How does a man become a myth? And how do you disentangle the myth from the man? To answer only one of these questions in the case of Ernesto "Che" Guevara would be a daunting task for any writer, but Mexican political scientist and Current History contributing editor Jorge Castañeda tackles both in a compelling narrative that is part biography, part political analysis, and part philosophical meditation on the confluence of politics, culture, and power.

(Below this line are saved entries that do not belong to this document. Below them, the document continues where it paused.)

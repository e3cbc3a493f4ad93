#![forbid(unsafe_code)]

//! kiln: a build solver scheduler.
//!
//! kiln evaluates a directed acyclic graph of build instructions into cached
//! results. A single-threaded cooperative dispatcher drives per-edge state
//! machines (key computation, cache lookup, execution, result publication)
//! while worker threads do the actual work and report back through pipes.
//! Equivalent work is deduplicated twice: structurally, by vertex digest, and
//! post-hoc, by merging edges whose cache keys turn out to coincide.

pub mod cache;
pub mod config;
pub mod core;
pub mod error;
pub mod solver;
pub mod telemetry;
pub mod test_harness;

pub use error::Error;
pub type Result<T> = std::result::Result<T, Error>;

// Re-export the main surface at crate root for convenience
pub use crate::cache::{CacheError, CacheManager, CacheRecord, InMemoryCache, Saved};
pub use crate::config::{LogFormat, LoggingConfig, SolverConfig};
pub use crate::core::{
    Artifact, ArtifactRef, CacheKey, CacheKeyWithSelector, CacheMap, CacheMapDep, CachedArtifact,
    CancelToken, ContentDigestFn, CoreError, DataArtifact, Digest, Edge, ExportableKey, Op,
    OpResolver, OutputIndex, Vertex, VertexOptions,
};
pub use crate::solver::{
    EdgeStatus, ExecMounts, ExecSnapshot, Job, MetricsSnapshot, SolveError, Solver, SolverOpt,
};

All Che's dimensions are here: Che the young guerrilla leader and follower of "Saint Marx"; Che the fastidious central bank head in Castro's newly installed government; Che the Time magazine-ordained "brain of the revolution" receiving a stream of visiting liberal/leftist intellectuals. But there is also the Che who established Cuba's first labor camp, which housed both dissidents and homosexuals, and the Che who was not willing to grapple with a central truth: that revolution is not an end in itself.
It was, of course, the first Che who became the myth and icon, his bearded, bereted visage silk-screened onto innumerable T-shirts above the proclamation "Every nation liberated is a step toward victory." Why this Che eclipsed the others--and why those T-shirts remain sentimental keepsakes for many a baby boomer in Paris, Berkeley, and Mexico City--forms the central question in this masterful work, which exposes both the man and the myth.